Saturday, May 23, 2015

Anterior knee pain in cycling

While anterior knee pain can be caused by more than one issue, most cyclists ignore some common muscular imbalances brought on by a repetitive single plane motion sport. Many of these issues can be corrected by strengthening and stretching especially in the off season. A common weakness in a cyclist’s knee or runner for that matter is the VMO (Vastus Medialis oblique) which is located on the inside of the patella (kneecap). In cycling we seldom complete the last 35 degrees of knee extension which is controlled by the VMO. Over a long period of time the muscles along the lateral side of the leg or knee become stronger and sometimes tighter than the under engaged (VMO) medial muscles. This causes the patella to track improperly and cause irritation to the tissue under it. Sitting at a desk all day can just aggravate the issue as the knee is rarely extended engaging the VMO. Bike specific issues to be aware of that can contribute to this is a saddle that's too low or too far forward, pushing big gears or cranks that are too long.
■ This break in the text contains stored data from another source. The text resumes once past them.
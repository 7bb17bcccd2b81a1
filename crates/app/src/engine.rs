//! Schedule engine — the single owner of the in-memory schedule book.
//!
//! Every read-modify-write goes through one [`tokio::sync::Mutex`]: the
//! polling cycle and management requests each take the lock, mutate the
//! [`ScheduleBook`], and commit the dirty keys to the store before
//! releasing it. Nothing sleeps while holding the lock except the actuator
//! itself during a ring.

use belfry_domain::action::ActionSpec;
use belfry_domain::book::{DocumentKey, ScheduleBook};
use belfry_domain::error::BelfryError;
use belfry_domain::time::Moment;
use belfry_domain::timeline::Decision;
use tokio::sync::{Mutex, Notify};

use crate::dispatcher::RingDispatcher;
use crate::ports::{Actuator, Clock, ScheduleStore};

/// Outcome of one polling cycle.
#[derive(Debug, Clone, Copy, PartialEq, Eq)]
pub enum Cycle {
    /// The clock is not synchronized yet; nothing was evaluated.
    Unsynchronized,
    /// No schedule applies today.
    Idle,
    /// Slot `index` fired. `dispatched` is `false` for an ignored action.
    Fired {
        index: usize,
        late_by: i64,
        dispatched: bool,
    },
    /// The next trigger is this many seconds away.
    WaitUntil(i64),
    /// A trigger is due once the minimum gap elapses, in this many seconds.
    WaitForGap(i64),
    /// Nothing left to fire.
    Exhausted,
}

/// Mutex-guarded schedule book plus the ports it drives.
pub struct ScheduleEngine<S, A, C> {
    store: S,
    dispatcher: RingDispatcher<A>,
    clock: C,
    book: Mutex<ScheduleBook>,
    wake: Notify,
}

impl<S, A, C> ScheduleEngine<S, A, C>
where
    S: ScheduleStore,
    A: Actuator,
    C: Clock,
{
    pub fn new(store: S, actuator: A, clock: C, book: ScheduleBook) -> Self {
        Self {
            store,
            dispatcher: RingDispatcher::new(actuator),
            clock,
            book: Mutex::new(book),
            wake: Notify::new(),
        }
    }

    /// Read every document key from `store` and build the engine.
    ///
    /// # Errors
    ///
    /// Fails on a store read error, or with
    /// [`ValidationError::MalformedDocument`](belfry_domain::error::ValidationError::MalformedDocument)
    /// when a stored value has the wrong shape.
    pub async fn load(store: S, actuator: A, clock: C) -> Result<Self, BelfryError> {
        let mut documents = Vec::new();
        for key in DocumentKey::ALL {
            if let Some(value) = store.get(key).await? {
                documents.push((key, value));
            }
        }
        let book = ScheduleBook::from_documents(documents)?;
        tracing::info!(
            schedules = book.schedules().len(),
            active = book.active().names().len(),
            progress = book.state().progress,
            "schedule book loaded"
        );
        Ok(Self::new(store, actuator, clock, book))
    }

    #[must_use]
    pub fn store(&self) -> &S {
        &self.store
    }

    #[must_use]
    pub fn clock(&self) -> &C {
        &self.clock
    }

    #[must_use]
    pub fn actuator(&self) -> &A {
        self.dispatcher.actuator()
    }

    /// Wake the polling driver out of its current suspension.
    pub fn wake(&self) {
        self.wake.notify_one();
    }

    /// Resolve when [`wake`](Self::wake) is called.
    pub async fn woken(&self) {
        self.wake.notified().await;
    }

    /// Read the book under the lock.
    pub async fn read<T>(&self, f: impl FnOnce(&ScheduleBook, Moment) -> T) -> T {
        let book = self.book.lock().await;
        f(&book, self.clock.now())
    }

    /// Mutate the book, commit every dirty key, then wake the driver.
    ///
    /// The in-memory change is kept even when the commit fails; keys that
    /// could not be written stay dirty and are retried on the next commit.
    ///
    /// # Errors
    ///
    /// Returns the closure's error, otherwise the first store write failure.
    pub async fn mutate<T>(
        &self,
        f: impl FnOnce(&mut ScheduleBook, Moment) -> Result<T, BelfryError>,
    ) -> Result<T, BelfryError> {
        let mut book = self.book.lock().await;
        let outcome = f(&mut book, self.clock.now());
        let committed = self.commit(&mut book).await;
        drop(book);
        self.wake();
        let value = outcome?;
        committed?;
        Ok(value)
    }

    async fn commit(&self, book: &mut ScheduleBook) -> Result<(), BelfryError> {
        let mut first_failure = None;
        for key in book.take_dirty() {
            let value = book.to_value(key)?;
            if let Err(err) = self.store.set(key, value).await {
                tracing::error!(%key, error = %err, "failed to save document key");
                book.touch(key);
                first_failure.get_or_insert(err);
            }
        }
        first_failure.map_or(Ok(()), Err)
    }

    /// Restore the default engine state and remove its keys from the store.
    ///
    /// # Errors
    ///
    /// Returns the first store failure.
    pub async fn reset_state(&self) -> Result<(), BelfryError> {
        let mut book = self.book.lock().await;
        book.reset_engine_state();
        for key in DocumentKey::ENGINE_STATE {
            self.store.remove(key).await?;
        }
        drop(book);
        self.wake();
        tracing::info!("engine state reset");
        Ok(())
    }

    /// Ring once, outside any schedule. Serialized with the polling cycle.
    ///
    /// # Errors
    ///
    /// Propagates the actuator's failure.
    pub async fn ring(&self, action: &ActionSpec) -> Result<bool, BelfryError> {
        let _book = self.book.lock().await;
        self.dispatcher.dispatch(action).await
    }

    /// One polling pass: reset, resolve, select and maybe fire.
    ///
    /// # Errors
    ///
    /// Returns a store failure from committing progress. The firing itself
    /// has already happened and stays recorded in memory.
    pub async fn cycle(&self) -> Result<Cycle, BelfryError> {
        if !self.clock.is_synchronized() {
            tracing::debug!("clock not synchronized, holding off");
            return Ok(Cycle::Unsynchronized);
        }

        let mut book = self.book.lock().await;
        let now = self.clock.now();

        let reset = book.reset(now);
        if reset.midnight_wrap {
            tracing::info!(
                midnight_resets = book.state().midnight_reset_count,
                "day boundary crossed, progress rewound"
            );
        }
        if reset.reopened {
            tracing::info!(%now, "completed run reopened");
        }

        let timeline = book.resolve(now);
        let decision = timeline.decide(book.state(), book.tunables(), now.time_of_day());
        let cycle = match decision {
            Decision::Idle => Cycle::Idle,
            Decision::WaitUntil(secs) => Cycle::WaitUntil(secs),
            Decision::WaitForGap(secs) => {
                tracing::debug!(wait = secs, gap = book.tunables().gap, "holding for gap");
                Cycle::WaitForGap(secs)
            }
            Decision::Exhausted => {
                tracing::debug!(progress = book.state().progress, "no eligible trigger");
                Cycle::Exhausted
            }
            Decision::Fire { index, late_by } => {
                let Some(slot) = timeline.get(index) else {
                    return Ok(Cycle::Exhausted);
                };
                if late_by > 0 {
                    tracing::info!(index, at = slot.time_of_day(), late_by, action = %slot.action, "catch-up ring");
                } else {
                    tracing::info!(index, at = slot.time_of_day(), action = %slot.action, "ring");
                }
                let dispatched = match self.dispatcher.dispatch(&slot.action).await {
                    Ok(dispatched) => dispatched,
                    Err(err) => {
                        tracing::error!(error = %err, action = %slot.action, "actuator failed");
                        false
                    }
                };
                if let Some(rollover) = book.record(&timeline, index, self.clock.now()) {
                    tracing::info!(
                        reverted = ?rollover.reverted,
                        retired = ?rollover.retired,
                        "day run complete, rollover maintenance done"
                    );
                }
                Cycle::Fired {
                    index,
                    late_by,
                    dispatched,
                }
            }
        };
        self.commit(&mut book).await?;
        Ok(cycle)
    }
}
Treating this issue involves stretching and rolling the lateral side structures (outside of the leg) and strengthen the VMO muscles. A few VMO exercises would be short arc single leg press and wall squats while compressing a ball between your knees. The process of correcting this issue is sometimes slow so patience is a must. Taping the knee properly by a PT can help relieve some pain and shorten the rehab period.

Friday, May 8, 2015

Altitude training and nutrition

The basic theory regarding altitude training is simple: when exposing an athlete to an environment that is low in oxygen the body will slowly adapt to the stress by getting more efficient at transporting and utilizing oxygen (Higher red blood cell count, and a stronger respiratory system). Lots have been written regarding this but what about nutrition and hydration when training at higher elevations?
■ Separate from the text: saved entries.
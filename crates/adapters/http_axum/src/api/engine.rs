//! Engine inspection and tuning.

use axum::Json;
use axum::extract::State;
use axum::http::StatusCode;
use serde::Deserialize;

use belfry_app::ports::{Actuator, Clock, ScheduleStore};
use belfry_app::services::EngineStatus;
use belfry_domain::state::Tunables;

use crate::error::ApiError;
use crate::state::AppState;

/// Request body for `PUT /api/engine/tunables`. Absent fields keep their value.
#[derive(Deserialize)]
pub struct TunablesRequest {
    pub gap: Option<i64>,
    pub max_wait: Option<i64>,
}

/// `GET /api/engine` — engine state, tunables and today's timeline.
pub async fn status<S, A, C>(State(state): State<AppState<S, A, C>>) -> Json<EngineStatus>
where
    S: ScheduleStore + 'static,
    A: Actuator + 'static,
    C: Clock + 'static,
{
    Json(state.schedule_service.engine_status().await)
}

/// `PUT /api/engine/tunables`
pub async fn set_tunables<S, A, C>(
    State(state): State<AppState<S, A, C>>,
    Json(req): Json<TunablesRequest>,
) -> Result<Json<Tunables>, ApiError>
where
    S: ScheduleStore + 'static,
    A: Actuator + 'static,
    C: Clock + 'static,
{
    let tunables = state
        .schedule_service
        .set_tunables(req.gap, req.max_wait)
        .await?;
    Ok(Json(tunables))
}

/// `POST /api/engine/reset` — forget all progress.
pub async fn reset<S, A, C>(State(state): State<AppState<S, A, C>>) -> Result<StatusCode, ApiError>
where
    S: ScheduleStore + 'static,
    A: Actuator + 'static,
    C: Clock + 'static,
{
    state.schedule_service.reset_engine_state().await?;
    Ok(StatusCode::NO_CONTENT)
}
//! Shared application state for axum handlers.

use belfry_app::ports::{Actuator, Clock, ScheduleStore};
use belfry_app::services::ScheduleService;

/// Application state shared across all axum handlers.
///
/// Generic over the store, actuator and clock to avoid dynamic dispatch.
/// `Clone` is implemented manually so the port types themselves do not need
/// to be `Clone`; the service only holds an `Arc` to the engine.
pub struct AppState<S, A, C> {
    pub schedule_service: ScheduleService<S, A, C>,
}

impl<S, A, C> Clone for AppState<S, A, C> {
    fn clone(&self) -> Self {
        Self {
            schedule_service: self.schedule_service.clone(),
        }
    }
}

impl<S, A, C> AppState<S, A, C>
where
    S: ScheduleStore + 'static,
    A: Actuator + 'static,
    C: Clock + 'static,
{
    pub fn new(schedule_service: ScheduleService<S, A, C>) -> Self {
        Self { schedule_service }
    }
}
Extra fluid intake is essential. Training at altitude means that breathing is shallower and more frequent meaning fluid loss through increased ventilation is higher. Additionally, sweat evaporates quickly due to dryer air so you are less inclined to drink adequately.

Your appetite can become suppressed by hypoxia so make certain you keep up with your calorie intake. There also seems to be a shift in calorie utilization with the reliance on carbs as opposed to fat stores. Carbs also attract water so increase your carb intake slightly over what you would do at sea level.

Iron is required to build hemoglobin so make sure you have sufficient ferritin levels prior to altitude training (ferritin is a protein used to store iron, it's concentration level gives a baseline of the bodies iron stores). Increasing your protein intake is essential in getting the iron that's required to manufacture hemoglobin as well as preventing illness and infections. Any Iron deficiency will negatively affect any altitude training.

It's important to be patient when beginning altitude training, pay attention to your body and don’t expect to feel great in the first few days and possibly up to two weeks.